I am a grateful, slowly recovering Codependent.
I first thought that I had a cat and a dog as pets. However, recently I have discovered a whole other type of a pet which is very different and very destructive one called my lizard brain.
I have been learning from my CoDA meetings, sharing, listening to others, as well as through seeing therapists and self-motivated reading on my own that most of my decisions are based upon fear.
Fear of rejection, ridicule, the unknown, discomfort, memories of past traumas, you name it.
I discovered the other day that I need to stop and pause before reacting from my fight or flight lizard brain thinking, which is in charge of primitive survival instincts.
When I lived on the streets my lizard brain thinking served me well.
I was able to sense and predict dangers and escape most of them.
The problem in my life now is that I am struggling to try new things that this fear has kept me from doing most of my life.
This type of destructive and habitual thinking is preventing me from growing and I self-sabotage without even realizing what I am doing.
I have felt that everything is a trick and all people wish to take advantage of me or use me. I also was raised where neither parent said what they meant straight out. Everything was a riddle and the answer was somewhere in between for me to figure out.
This makes answering emails and texts very trying for me. I react to words with my lizard brain and the email and texts become attack or I suspect trickery or ulterior motives.
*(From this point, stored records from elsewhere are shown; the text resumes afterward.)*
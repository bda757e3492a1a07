//! Core billing logic.
//!
//! This crate holds the ledger rules with no web or database dependencies.
//! Storage and external providers are reached through traits.
//!
//! # Modules
//!
//! - `ledger` - accounts, transactions, the status state machine and storage traits
//! - `payment` - payment initiation and provider callbacks
//! - `reconcile` - background reconciliation against the payment provider
//! - `ingest` - message-bus events applied to the ledger
//! - `charges` - daily charge aggregation and charts
//! - `ports` - identity and payment provider traits

pub mod charges;
pub mod ingest;
pub mod ledger;
pub mod payment;
pub mod ports;
pub mod reconcile;

#[cfg(any(test, feature = "test-util"))]
pub mod testing;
CoDA is teaching me to practice the pause and to check myself before I wreck myself. I ask another person to read it and often I am way off-base in my reaction. So, with a codependent like myself, my first thought is not always best and it’s helpful to my growth and relationships if I pause and ask someone to read it before I react destructively from my lizard brain. Once again blowing any chance I have of successful recovery.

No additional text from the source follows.